### ACTIVITY
Pull each line with the string "contains" from the entries.

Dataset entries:
----
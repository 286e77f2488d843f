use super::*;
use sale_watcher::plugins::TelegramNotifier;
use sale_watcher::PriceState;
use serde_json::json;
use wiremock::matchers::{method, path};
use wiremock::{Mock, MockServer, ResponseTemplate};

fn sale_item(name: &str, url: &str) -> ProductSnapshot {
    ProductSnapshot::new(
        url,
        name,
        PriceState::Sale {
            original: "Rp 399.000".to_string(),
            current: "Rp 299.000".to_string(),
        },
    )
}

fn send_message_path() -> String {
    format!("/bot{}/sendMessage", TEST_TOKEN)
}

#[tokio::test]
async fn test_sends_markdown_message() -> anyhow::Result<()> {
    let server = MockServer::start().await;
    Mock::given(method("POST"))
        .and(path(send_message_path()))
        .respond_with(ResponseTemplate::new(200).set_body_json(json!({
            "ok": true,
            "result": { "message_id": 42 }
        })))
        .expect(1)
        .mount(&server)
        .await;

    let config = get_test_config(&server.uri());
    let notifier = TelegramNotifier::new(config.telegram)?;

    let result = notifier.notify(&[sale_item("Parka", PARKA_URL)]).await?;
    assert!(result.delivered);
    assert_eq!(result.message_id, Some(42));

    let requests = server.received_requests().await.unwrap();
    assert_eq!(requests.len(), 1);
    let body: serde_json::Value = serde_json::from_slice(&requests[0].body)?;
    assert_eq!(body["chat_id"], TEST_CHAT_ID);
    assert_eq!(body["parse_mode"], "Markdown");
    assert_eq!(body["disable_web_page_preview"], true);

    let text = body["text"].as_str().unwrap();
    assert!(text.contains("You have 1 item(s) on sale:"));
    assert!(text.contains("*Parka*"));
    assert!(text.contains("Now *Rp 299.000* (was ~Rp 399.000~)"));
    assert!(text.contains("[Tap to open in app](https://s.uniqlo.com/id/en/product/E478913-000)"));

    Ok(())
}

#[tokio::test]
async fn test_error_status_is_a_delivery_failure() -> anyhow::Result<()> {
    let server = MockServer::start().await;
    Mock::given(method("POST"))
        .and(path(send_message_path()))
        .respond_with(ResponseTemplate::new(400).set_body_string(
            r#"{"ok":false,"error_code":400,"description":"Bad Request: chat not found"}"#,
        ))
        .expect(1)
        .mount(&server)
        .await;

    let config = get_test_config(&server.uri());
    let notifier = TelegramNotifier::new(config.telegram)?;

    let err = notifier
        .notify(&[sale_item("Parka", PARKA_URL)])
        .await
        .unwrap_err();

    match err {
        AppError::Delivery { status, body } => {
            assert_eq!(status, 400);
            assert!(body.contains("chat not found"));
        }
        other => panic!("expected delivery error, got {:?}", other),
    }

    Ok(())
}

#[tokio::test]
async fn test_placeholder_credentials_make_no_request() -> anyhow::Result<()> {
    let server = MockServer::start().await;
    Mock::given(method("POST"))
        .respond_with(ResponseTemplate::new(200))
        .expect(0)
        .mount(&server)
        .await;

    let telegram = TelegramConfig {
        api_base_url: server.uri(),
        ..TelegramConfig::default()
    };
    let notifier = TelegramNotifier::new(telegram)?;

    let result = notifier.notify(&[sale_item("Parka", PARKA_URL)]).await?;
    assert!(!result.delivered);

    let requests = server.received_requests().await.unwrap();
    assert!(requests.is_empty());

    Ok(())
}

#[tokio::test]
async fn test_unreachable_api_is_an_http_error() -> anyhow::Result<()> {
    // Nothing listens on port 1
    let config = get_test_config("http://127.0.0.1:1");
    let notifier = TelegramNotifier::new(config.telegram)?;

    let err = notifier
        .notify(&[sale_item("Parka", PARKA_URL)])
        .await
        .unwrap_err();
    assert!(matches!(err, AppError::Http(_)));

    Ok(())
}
----
### FINISHED EXERCISE
    assert!(text.contains("You have 1 item(s) on sale:"));
    assert!(text.contains("*Parka*"));
    assert!(text.contains("Now *Rp 299.000* (was ~Rp 399.000~)"));
    assert!(text.contains("[Tap to open in app](https://s.uniqlo.com/id/en/product/E478913-000)"));
            assert!(body.contains("chat not found"));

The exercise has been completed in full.